══ Data extract
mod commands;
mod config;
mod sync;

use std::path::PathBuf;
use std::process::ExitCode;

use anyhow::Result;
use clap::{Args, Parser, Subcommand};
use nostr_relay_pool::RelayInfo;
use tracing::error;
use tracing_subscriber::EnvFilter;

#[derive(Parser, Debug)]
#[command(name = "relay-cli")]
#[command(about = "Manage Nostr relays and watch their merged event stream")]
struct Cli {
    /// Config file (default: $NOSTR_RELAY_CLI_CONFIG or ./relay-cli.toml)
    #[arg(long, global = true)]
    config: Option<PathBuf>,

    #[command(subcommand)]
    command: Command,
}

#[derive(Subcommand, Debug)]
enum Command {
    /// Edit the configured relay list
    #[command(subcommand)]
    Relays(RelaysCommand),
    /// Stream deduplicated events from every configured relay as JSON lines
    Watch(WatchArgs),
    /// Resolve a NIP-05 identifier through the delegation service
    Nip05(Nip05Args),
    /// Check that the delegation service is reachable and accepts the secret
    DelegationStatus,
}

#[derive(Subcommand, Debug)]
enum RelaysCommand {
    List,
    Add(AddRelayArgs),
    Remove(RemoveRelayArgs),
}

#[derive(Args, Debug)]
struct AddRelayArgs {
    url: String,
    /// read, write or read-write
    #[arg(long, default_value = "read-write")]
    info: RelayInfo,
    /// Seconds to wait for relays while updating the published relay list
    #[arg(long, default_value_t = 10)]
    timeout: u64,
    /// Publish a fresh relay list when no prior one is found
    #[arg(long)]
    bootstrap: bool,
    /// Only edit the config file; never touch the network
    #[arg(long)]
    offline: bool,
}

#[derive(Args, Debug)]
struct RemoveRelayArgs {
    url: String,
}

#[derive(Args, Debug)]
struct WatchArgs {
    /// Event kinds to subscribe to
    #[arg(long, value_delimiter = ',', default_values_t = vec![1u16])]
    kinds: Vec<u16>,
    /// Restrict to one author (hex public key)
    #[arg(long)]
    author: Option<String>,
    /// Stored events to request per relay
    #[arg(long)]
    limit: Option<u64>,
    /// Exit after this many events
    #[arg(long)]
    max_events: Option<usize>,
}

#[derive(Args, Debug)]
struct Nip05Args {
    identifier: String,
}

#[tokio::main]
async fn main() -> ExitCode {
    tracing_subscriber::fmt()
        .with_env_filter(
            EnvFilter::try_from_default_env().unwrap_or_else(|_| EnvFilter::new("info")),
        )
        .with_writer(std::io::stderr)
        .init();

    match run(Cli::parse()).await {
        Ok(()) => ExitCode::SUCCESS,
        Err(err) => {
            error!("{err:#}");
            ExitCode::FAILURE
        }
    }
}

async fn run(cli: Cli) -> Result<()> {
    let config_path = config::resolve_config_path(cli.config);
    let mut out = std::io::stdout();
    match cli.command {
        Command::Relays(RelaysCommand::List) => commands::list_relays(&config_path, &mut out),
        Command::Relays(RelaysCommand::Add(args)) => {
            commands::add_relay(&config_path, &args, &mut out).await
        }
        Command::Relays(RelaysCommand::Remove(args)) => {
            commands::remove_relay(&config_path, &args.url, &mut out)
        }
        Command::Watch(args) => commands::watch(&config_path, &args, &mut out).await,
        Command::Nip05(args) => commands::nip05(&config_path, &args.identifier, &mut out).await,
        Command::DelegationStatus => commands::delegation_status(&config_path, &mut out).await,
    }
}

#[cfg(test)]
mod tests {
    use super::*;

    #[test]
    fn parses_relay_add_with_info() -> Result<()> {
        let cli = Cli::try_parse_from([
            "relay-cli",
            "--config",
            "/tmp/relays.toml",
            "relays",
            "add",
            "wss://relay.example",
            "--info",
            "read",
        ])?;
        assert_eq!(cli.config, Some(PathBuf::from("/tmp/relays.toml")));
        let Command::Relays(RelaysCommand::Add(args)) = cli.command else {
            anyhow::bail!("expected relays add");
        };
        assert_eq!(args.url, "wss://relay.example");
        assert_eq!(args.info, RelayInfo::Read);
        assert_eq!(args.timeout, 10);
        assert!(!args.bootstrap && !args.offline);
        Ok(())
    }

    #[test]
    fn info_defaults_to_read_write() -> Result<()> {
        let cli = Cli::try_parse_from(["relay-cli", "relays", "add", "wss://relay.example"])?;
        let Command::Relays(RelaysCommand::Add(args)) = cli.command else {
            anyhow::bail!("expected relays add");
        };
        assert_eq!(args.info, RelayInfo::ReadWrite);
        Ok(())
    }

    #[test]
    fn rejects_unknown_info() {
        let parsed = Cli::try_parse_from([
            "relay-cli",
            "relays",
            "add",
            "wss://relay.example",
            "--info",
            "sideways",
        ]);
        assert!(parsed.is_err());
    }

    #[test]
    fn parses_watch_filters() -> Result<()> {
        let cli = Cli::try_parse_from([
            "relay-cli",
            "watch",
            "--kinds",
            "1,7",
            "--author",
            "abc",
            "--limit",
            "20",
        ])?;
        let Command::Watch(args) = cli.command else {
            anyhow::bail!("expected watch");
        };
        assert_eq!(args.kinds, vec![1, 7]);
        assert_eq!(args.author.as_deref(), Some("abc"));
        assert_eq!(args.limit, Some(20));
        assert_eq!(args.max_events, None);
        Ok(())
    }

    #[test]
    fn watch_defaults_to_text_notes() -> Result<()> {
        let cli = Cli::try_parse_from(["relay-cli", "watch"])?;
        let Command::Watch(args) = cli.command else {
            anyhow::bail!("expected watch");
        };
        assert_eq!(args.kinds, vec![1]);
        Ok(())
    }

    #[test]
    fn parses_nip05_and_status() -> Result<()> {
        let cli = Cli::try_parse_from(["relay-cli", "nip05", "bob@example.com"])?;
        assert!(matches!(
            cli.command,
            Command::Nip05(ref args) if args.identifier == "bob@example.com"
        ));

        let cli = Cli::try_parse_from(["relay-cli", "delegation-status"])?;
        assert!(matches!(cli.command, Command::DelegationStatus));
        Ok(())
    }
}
════
══ Data extract
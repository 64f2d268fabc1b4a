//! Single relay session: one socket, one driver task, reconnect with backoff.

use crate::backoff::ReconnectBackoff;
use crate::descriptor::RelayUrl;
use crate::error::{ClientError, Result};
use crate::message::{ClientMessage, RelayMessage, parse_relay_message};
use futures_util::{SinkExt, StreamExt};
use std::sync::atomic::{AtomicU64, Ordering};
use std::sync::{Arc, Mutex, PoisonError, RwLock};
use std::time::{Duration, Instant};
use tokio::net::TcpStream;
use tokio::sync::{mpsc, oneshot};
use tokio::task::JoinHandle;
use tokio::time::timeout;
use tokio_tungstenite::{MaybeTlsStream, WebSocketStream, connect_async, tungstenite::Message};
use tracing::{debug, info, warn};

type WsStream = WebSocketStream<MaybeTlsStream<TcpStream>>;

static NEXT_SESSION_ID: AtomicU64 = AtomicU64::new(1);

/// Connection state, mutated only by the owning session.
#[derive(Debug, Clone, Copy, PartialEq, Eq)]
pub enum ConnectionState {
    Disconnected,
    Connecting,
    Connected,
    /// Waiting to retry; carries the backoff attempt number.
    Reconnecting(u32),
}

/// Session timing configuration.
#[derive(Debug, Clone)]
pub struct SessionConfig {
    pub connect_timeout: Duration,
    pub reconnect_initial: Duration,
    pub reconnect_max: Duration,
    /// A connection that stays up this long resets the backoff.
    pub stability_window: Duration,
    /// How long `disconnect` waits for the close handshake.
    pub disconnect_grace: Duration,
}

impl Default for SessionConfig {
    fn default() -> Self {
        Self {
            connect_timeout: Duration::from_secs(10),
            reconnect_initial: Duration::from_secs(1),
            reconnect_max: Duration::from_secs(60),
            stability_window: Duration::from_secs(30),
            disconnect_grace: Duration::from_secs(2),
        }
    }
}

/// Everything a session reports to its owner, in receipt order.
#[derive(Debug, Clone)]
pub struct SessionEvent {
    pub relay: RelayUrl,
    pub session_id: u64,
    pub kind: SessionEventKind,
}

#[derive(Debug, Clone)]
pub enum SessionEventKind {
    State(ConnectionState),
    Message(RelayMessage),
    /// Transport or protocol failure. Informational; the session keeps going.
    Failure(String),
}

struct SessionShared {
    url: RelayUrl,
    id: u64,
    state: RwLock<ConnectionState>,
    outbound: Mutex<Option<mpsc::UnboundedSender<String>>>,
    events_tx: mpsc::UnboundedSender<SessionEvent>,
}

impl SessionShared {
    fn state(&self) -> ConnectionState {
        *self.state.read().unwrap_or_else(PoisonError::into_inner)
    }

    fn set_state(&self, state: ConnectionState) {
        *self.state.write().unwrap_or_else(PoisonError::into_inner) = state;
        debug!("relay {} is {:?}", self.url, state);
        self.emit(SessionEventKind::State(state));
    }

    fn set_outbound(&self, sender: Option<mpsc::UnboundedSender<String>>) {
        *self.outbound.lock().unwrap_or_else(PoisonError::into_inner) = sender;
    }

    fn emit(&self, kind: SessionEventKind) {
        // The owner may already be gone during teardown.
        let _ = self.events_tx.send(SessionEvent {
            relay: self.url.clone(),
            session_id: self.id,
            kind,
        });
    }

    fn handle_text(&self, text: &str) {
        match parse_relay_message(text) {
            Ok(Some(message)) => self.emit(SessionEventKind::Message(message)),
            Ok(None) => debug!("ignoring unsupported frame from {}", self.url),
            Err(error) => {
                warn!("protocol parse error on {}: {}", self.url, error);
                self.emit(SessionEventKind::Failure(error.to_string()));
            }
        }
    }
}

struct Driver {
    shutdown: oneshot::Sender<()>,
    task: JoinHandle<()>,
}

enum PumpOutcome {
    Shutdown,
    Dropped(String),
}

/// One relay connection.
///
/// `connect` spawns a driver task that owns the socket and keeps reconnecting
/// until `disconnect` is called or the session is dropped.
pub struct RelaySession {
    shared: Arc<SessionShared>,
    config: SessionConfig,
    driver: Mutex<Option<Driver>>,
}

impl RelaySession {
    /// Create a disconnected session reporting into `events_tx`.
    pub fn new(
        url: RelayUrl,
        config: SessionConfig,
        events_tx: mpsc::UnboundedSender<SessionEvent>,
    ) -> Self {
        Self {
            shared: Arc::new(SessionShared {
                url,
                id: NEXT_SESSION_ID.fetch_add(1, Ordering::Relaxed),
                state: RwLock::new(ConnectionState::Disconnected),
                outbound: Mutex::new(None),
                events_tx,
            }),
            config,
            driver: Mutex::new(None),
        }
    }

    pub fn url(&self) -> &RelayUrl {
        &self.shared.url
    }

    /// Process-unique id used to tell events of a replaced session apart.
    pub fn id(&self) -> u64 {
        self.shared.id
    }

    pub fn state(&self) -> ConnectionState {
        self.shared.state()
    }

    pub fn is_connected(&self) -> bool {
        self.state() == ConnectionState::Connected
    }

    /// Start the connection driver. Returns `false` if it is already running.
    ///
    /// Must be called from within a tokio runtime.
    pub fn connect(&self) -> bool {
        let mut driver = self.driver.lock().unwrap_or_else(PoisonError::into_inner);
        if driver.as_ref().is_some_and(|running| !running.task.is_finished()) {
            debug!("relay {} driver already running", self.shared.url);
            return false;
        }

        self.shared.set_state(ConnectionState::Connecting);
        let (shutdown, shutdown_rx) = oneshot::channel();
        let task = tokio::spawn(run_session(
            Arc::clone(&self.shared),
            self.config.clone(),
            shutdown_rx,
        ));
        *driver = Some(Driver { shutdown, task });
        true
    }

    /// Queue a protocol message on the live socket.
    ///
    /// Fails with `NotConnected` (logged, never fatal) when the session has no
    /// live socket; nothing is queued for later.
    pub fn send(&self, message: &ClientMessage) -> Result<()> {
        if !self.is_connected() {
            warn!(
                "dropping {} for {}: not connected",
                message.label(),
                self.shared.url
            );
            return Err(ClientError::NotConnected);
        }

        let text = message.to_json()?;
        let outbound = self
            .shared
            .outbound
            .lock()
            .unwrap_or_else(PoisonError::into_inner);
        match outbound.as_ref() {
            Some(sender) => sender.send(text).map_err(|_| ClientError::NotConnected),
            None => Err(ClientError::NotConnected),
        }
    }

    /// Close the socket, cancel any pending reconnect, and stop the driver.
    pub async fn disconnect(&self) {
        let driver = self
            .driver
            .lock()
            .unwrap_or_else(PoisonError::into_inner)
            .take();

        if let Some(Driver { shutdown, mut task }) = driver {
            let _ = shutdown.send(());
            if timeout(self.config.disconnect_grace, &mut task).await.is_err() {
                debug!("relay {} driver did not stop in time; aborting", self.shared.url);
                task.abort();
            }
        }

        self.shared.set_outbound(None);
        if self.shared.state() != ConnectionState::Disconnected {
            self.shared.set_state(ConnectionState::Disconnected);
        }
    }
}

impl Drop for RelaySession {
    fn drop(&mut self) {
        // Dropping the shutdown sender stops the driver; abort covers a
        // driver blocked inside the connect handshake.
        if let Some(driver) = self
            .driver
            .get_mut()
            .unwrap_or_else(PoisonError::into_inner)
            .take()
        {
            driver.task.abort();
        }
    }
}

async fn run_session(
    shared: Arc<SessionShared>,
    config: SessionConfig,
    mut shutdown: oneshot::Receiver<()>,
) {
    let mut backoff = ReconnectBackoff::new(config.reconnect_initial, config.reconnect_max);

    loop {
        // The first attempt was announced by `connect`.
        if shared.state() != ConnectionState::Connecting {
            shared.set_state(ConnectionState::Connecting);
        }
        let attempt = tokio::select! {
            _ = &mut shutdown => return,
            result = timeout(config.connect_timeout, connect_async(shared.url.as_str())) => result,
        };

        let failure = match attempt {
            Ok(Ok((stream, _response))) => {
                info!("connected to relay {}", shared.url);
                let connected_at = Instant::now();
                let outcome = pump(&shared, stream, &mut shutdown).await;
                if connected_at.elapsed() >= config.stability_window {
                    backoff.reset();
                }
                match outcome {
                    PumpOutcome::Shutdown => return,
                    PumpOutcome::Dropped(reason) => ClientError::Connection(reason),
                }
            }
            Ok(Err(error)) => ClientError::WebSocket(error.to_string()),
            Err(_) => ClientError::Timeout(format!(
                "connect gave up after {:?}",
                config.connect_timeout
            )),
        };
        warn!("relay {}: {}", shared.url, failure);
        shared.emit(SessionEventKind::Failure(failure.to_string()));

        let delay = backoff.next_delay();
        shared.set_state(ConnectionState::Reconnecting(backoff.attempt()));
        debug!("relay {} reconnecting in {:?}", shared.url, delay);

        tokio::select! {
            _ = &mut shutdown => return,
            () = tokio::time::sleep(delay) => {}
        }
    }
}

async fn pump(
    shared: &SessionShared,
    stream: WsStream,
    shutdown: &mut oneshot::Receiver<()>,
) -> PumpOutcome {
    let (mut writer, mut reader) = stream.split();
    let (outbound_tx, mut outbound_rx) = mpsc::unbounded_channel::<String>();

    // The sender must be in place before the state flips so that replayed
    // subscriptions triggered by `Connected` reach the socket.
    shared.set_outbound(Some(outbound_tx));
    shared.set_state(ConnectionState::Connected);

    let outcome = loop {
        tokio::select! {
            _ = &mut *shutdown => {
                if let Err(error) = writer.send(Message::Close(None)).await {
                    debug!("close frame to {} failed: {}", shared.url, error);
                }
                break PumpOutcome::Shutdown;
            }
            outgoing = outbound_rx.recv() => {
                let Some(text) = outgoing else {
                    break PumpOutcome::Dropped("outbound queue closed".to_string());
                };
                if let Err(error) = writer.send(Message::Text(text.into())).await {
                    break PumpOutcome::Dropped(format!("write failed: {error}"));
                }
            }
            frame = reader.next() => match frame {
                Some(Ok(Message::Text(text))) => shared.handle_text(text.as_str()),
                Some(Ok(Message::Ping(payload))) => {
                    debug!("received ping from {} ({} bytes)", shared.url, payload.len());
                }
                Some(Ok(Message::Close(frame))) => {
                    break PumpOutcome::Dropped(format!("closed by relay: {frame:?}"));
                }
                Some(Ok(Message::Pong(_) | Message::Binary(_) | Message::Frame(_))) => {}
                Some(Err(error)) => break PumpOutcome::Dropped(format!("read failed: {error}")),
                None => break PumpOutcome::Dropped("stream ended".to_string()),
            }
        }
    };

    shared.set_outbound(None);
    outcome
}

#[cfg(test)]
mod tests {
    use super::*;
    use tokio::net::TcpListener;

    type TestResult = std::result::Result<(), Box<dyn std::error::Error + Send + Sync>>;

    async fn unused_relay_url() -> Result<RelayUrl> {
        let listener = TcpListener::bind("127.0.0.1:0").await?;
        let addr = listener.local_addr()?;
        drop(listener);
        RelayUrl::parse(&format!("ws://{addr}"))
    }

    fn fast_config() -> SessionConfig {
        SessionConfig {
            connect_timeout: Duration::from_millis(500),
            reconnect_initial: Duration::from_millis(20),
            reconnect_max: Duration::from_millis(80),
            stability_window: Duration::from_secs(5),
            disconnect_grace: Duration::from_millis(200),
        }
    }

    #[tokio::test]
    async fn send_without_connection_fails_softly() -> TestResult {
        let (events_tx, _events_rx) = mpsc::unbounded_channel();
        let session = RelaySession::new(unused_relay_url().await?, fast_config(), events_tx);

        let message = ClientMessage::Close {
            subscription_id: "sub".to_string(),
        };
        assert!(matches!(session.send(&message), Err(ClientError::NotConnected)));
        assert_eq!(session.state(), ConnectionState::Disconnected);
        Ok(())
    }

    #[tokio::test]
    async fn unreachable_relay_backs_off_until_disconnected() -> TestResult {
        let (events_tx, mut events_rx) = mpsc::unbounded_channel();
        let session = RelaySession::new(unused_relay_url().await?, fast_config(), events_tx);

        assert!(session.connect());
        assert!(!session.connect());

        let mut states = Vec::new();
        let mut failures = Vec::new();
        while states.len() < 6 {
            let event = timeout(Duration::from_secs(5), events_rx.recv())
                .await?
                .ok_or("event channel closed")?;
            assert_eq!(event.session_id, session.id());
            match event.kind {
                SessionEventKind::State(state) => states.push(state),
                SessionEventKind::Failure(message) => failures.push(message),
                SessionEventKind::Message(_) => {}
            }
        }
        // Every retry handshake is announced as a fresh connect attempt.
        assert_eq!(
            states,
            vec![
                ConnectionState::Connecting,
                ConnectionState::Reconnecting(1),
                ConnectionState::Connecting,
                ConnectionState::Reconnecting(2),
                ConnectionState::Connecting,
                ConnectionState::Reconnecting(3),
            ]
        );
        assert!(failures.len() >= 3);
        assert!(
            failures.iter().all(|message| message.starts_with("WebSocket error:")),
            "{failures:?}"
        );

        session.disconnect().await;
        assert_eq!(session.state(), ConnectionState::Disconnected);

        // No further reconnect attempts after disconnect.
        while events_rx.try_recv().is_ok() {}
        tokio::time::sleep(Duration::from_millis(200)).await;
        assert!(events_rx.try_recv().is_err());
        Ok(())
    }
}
════
══ Data extract
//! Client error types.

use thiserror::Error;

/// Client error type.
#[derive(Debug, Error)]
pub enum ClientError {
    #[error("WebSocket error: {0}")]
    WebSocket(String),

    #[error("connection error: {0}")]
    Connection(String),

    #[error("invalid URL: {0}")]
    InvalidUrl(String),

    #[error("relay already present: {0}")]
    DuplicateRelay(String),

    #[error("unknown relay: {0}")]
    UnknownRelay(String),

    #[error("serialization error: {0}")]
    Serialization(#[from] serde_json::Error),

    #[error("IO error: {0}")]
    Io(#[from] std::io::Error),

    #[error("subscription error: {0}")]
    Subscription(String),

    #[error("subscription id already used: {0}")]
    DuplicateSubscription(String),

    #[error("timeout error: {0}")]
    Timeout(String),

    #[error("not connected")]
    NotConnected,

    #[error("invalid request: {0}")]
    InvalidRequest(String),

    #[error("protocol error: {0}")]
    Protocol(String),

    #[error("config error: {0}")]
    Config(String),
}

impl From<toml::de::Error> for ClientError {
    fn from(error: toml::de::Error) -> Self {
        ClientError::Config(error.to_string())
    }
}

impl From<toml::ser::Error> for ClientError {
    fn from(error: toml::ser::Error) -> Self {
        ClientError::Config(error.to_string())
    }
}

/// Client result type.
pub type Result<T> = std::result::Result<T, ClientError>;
════
Exercise prompt |
Pull every line with the word "crate" from the data.

Result |
use crate::backoff::ReconnectBackoff;
use crate::descriptor::RelayUrl;
use crate::error::{ClientError, Result};
use crate::message::{ClientMessage, RelayMessage, parse_relay_message};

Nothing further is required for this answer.